Go through the entries below and return every line that contains "MetricsSnapshot".
------ Information shown
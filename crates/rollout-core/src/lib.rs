//! Core domain types and traits for the Rollout deployment orchestrator.
//!
//! This crate contains:
//! - Resource identifiers (`id`)
//! - Domain enums: `Environment`, `StrategyKind`, `ModuleRef`
//! - The deployment request and its validation (`request`)
//! - The durable job row backing the pipeline outbox (`job`)
//! - The approval gate's durable state (`approval`)
//! - The tracker's in-memory pipeline execution state (`pipeline`)
//! - Cluster membership and the `NodeAgent` trait (`cluster`, `node`)
//! - Cancellation plumbing (`context`)
//! - Lifecycle events (`events`)
//! - The crate-wide error type (`error`)

pub mod approval;
pub mod cluster;
pub mod context;
pub mod environment;
pub mod error;
pub mod events;
pub mod id;
pub mod job;
pub mod module;
pub mod node;
pub mod pipeline;
pub mod request;
pub mod strategy;

pub use approval::{ApprovalRequest, ApprovalStatus};
pub use cluster::{ClusterRegistry, EnvironmentCluster};
pub use context::ExecutionContext;
pub use environment::Environment;
pub use error::{Error, Result};
pub use events::{Event, EventSink, TracingEventSink};
pub use id::{ApprovalId, ExecutionId, NodeId, RollbackId};
pub use job::{DeploymentJob, JobStatus};
pub use module::ModuleRef;
pub use node::{
    DeployRequest, Node, NodeAgent, NodeHealth, NodeDeploymentResult, NodeRollbackResult,
    NodeStatus,
};
pub use pipeline::{PipelineExecutionState, PipelineStatus, StageRecord, StageStatus};
pub use request::DeploymentRequest;
pub use strategy::StrategyKind;
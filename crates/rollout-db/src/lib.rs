//! Database layer for the Rollout deployment orchestrator.
//!
//! Provides repository traits and PostgreSQL implementations for the
//! outbox/lease job table and the approval gate, plus the durable
//! idempotency store.

pub mod error;
pub mod idempotency;
pub mod repo;

pub use error::{DbError, DbResult};
pub use idempotency::PgIdempotencyStore;
pub use repo::{ApprovalRepo, DeploymentJobRepo, PgApprovalRepo, PgDeploymentJobRepo};

use sqlx::PgPool;
use sqlx::postgres::PgPoolOptions;

/// Create a new database connection pool.
pub async fn create_pool(database_url: &str) -> DbResult<PgPool> {
    let pool = PgPoolOptions::new()
        .max_connections(10)
        .connect(database_url)
        .await?;
    Ok(pool)
}

/// Run database migrations.
pub async fn run_migrations(pool: &PgPool) -> DbResult<()> {
    sqlx::migrate!("./migrations").run(pool).await?;
    Ok(())
}
//! Repository traits and PostgreSQL implementations.

pub mod approval;
pub mod job;

pub use approval::{ApprovalRepo, PgApprovalRepo};
pub use job::{DeploymentJobRepo, PgDeploymentJobRepo};
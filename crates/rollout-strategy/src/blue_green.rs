//! Blue-Green: deploy to the standby side, wait for it to prove itself, then
//! switch (spec §4.4.3).

use crate::common::{deploy_nodes_parallel, metadata_value};
use crate::metrics::{MetricsProvider, MetricsSnapshot};
use crate::result::DeploymentResult;
use crate::{StrategyConfig, StrategyExecutor};
use async_trait::async_trait;
use rollout_core::node::{Node, NodeAgent};
use rollout_core::{DeploymentRequest, EnvironmentCluster, ExecutionContext, StrategyKind};
use std::sync::Arc;
use std::time::Duration;

pub struct BlueGreenStrategy {
    config: StrategyConfig,
    metrics: Option<Arc<dyn MetricsProvider>>,
}

impl BlueGreenStrategy {
    pub fn new(config: StrategyConfig, metrics: Option<Arc<dyn MetricsProvider>>) -> Self {
        Self { config, metrics }
    }

    async fn wait_for_stabilization(
        &self,
        metrics: &dyn MetricsProvider,
        cluster: &EnvironmentCluster,
        baseline: &MetricsSnapshot,
        ctx: &ExecutionContext,
    ) -> bool {
        let deadline = tokio::time::Instant::now() + self.config.stabilization_deadline;
        let mut consecutive = 0;
        loop {
            if tokio::time::Instant::now() >= deadline {
                return false;
            }
            match metrics.snapshot(cluster, ctx).await {
                Ok(snapshot) if snapshot.within_tolerance(baseline, self.config.stabilization_tolerance) => {
                    consecutive += 1;
                    if consecutive >= self.config.stabilization_consecutive_samples {
                        return true;
                    }
                }
                _ => consecutive = 0,
            }
            if ctx.sleep_or_cancel(self.config.stabilization_sample_interval).await {
                return false;
            }
        }
    }

    async fn run_smoke_tests(&self, nodes: &[Node], agent: &dyn NodeAgent, ctx: &ExecutionContext) -> bool {
        let deadline = tokio::time::Instant::now() + self.config.smoke_test_timeout;
        loop {
            let healths = futures::future::join_all(nodes.iter().map(|n| agent.get_health(n, ctx))).await;
            if healths.iter().all(|h| matches!(h, Ok(health) if health.is_healthy)) {
                return true;
            }
            if tokio::time::Instant::now() >= deadline {
                return false;
            }
            if ctx.sleep_or_cancel(Duration::from_secs(5)).await {
                return false;
            }
        }
    }
}

#[async_trait]
impl StrategyExecutor for BlueGreenStrategy {
    async fn deploy(
        &self,
        request: &DeploymentRequest,
        cluster: &EnvironmentCluster,
        agent: &dyn NodeAgent,
        ctx: &ExecutionContext,
    ) -> DeploymentResult {
        let nodes = cluster.sorted_nodes();
        let metadata = metadata_value(request);

        let baseline = if let Some(metrics) = &self.metrics {
            match metrics.snapshot(cluster, ctx).await {
                Ok(snapshot) => Some(snapshot),
                Err(e) => {
                    return DeploymentResult::builder(StrategyKind::BlueGreen, request.environment)
                        .exception("failed to capture baseline metrics", e.to_string())
                }
            }
        } else {
            None
        };

        let node_results = deploy_nodes_parallel(&nodes, &request.module, &metadata, agent, ctx).await;
        let builder = DeploymentResult::builder(StrategyKind::BlueGreen, request.environment)
            .node_results(node_results.clone());

        if node_results.iter().any(|r| !r.success) {
            // Green was standby; nothing was ever promoted, so there is
            // nothing to roll back.
            return builder.failure("one or more standby nodes failed to deploy; traffic was not switched");
        }

        match (&self.metrics, baseline) {
            (Some(metrics), Some(baseline)) => {
                if !self
                    .wait_for_stabilization(metrics.as_ref(), cluster, &baseline, ctx)
                    .await
                {
                    return builder.failure("standby cluster metrics did not stabilize within deadline");
                }
            }
            _ => {
                if ctx.sleep_or_cancel(self.config.legacy_stabilization_delay).await {
                    return builder.exception("execution cancelled", "cancelled during legacy stabilization delay");
                }
            }
        }

        if !self.run_smoke_tests(&nodes, agent, ctx).await {
            return builder.failure("smoke tests failed on standby cluster");
        }

        tracing::info!(
            environment = %request.environment,
            module = %request.module,
            "switching traffic to green cluster"
        );
        builder.success(format!("promoted standby cluster running {}", request.module))
    }
}

#[cfg(test)]
mod tests {
    use super::*;
    use rollout_cluster::InMemoryNodeAgent;
    use rollout_core::{Environment, ModuleRef};
    use std::collections::HashMap;

    fn test_request() -> DeploymentRequest {
        DeploymentRequest {
            execution_id: rollout_core::ExecutionId::new(),
            module: ModuleRef::new("checkout", "1.0.0"),
            environment: Environment::Staging,
            strategy: StrategyKind::BlueGreen,
            require_approval: false,
            requester_email: "dev@example.com".to_string(),
            description: None,
            metadata: HashMap::new(),
        }
    }

    fn test_cluster() -> EnvironmentCluster {
        EnvironmentCluster::new(
            Environment::Staging,
            vec![Node::new("node-a", 8080, Environment::Staging)],
        )
    }

    fn fast_config() -> StrategyConfig {
        StrategyConfig {
            legacy_stabilization_delay: Duration::from_millis(1),
            stabilization_deadline: Duration::from_millis(50),
            stabilization_sample_interval: Duration::from_millis(1),
            stabilization_consecutive_samples: 1,
            smoke_test_timeout: Duration::from_millis(50),
            ..StrategyConfig::default()
        }
    }

    #[tokio::test]
    async fn legacy_mode_promotes_standby_without_a_metrics_provider() {
        let agent = InMemoryNodeAgent::new();
        let cluster = test_cluster();
        let ctx = ExecutionContext::new();
        let request = test_request();
        let strategy = BlueGreenStrategy::new(fast_config(), None);

        let result = strategy.deploy(&request, &cluster, &agent, &ctx).await;

        assert!(result.success);
        assert!(!result.rollback_performed);
    }

    #[tokio::test]
    async fn failed_standby_deploy_is_not_rolled_back() {
        let agent = InMemoryNodeAgent::new();
        let cluster = test_cluster();
        agent.fail_node(cluster.sorted_nodes()[0].id);
        let ctx = ExecutionContext::new();
        let request = test_request();
        let strategy = BlueGreenStrategy::new(fast_config(), None);

        let result = strategy.deploy(&request, &cluster, &agent, &ctx).await;

        assert!(!result.success);
        assert!(!result.rollback_performed);
    }

    #[tokio::test]
    async fn metrics_provider_gates_promotion_on_stabilization() {
        let agent = InMemoryNodeAgent::new();
        let cluster = test_cluster();
        let ctx = ExecutionContext::new();
        let request = test_request();
        let metrics: Arc<dyn MetricsProvider> = Arc::new(crate::metrics::StaticMetricsProvider::default());
        let strategy = BlueGreenStrategy::new(fast_config(), Some(metrics));

        let result = strategy.deploy(&request, &cluster, &agent, &ctx).await;

        assert!(result.success);
    }
}
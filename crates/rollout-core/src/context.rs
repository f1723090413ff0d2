//! Cancellation plumbing shared by every blocking call in the pipeline.

use std::time::Duration;
use tokio_util::sync::CancellationToken;

/// Carried through a single pipeline execution so that lock acquisition,
/// node RPCs, and health-check sleeps all observe the same cancellation
/// signal (spec: "every blocking call takes a context; cancellation
/// propagates").
#[derive(Debug, Clone)]
pub struct ExecutionContext {
    cancel: CancellationToken,
}

impl ExecutionContext {
    pub fn new() -> Self {
        Self {
            cancel: CancellationToken::new(),
        }
    }

    pub fn child(&self) -> Self {
        Self {
            cancel: self.cancel.child_token(),
        }
    }

    pub fn cancel(&self) {
        self.cancel.cancel();
    }

    pub fn is_cancelled(&self) -> bool {
        self.cancel.is_cancelled()
    }

    /// Resolves when either `duration` elapses or the context is cancelled.
    /// Returns `true` if cancellation fired first.
    pub async fn sleep_or_cancel(&self, duration: Duration) -> bool {
        tokio::select! {
            _ = tokio::time::sleep(duration) => false,
            _ = self.cancel.cancelled() => true,
        }
    }

    /// Races `fut` against cancellation, returning `None` if cancelled first.
    pub async fn race<F, T>(&self, fut: F) -> Option<T>
    where
        F: std::future::Future<Output = T>,
    {
        tokio::select! {
            out = fut => Some(out),
            _ = self.cancel.cancelled() => None,
        }
    }
}

impl Default for ExecutionContext {
    fn default() -> Self {
        Self::new()
    }
}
------------
- Exercise response:
use crate::metrics::{MetricsProvider, MetricsSnapshot};
        baseline: &MetricsSnapshot,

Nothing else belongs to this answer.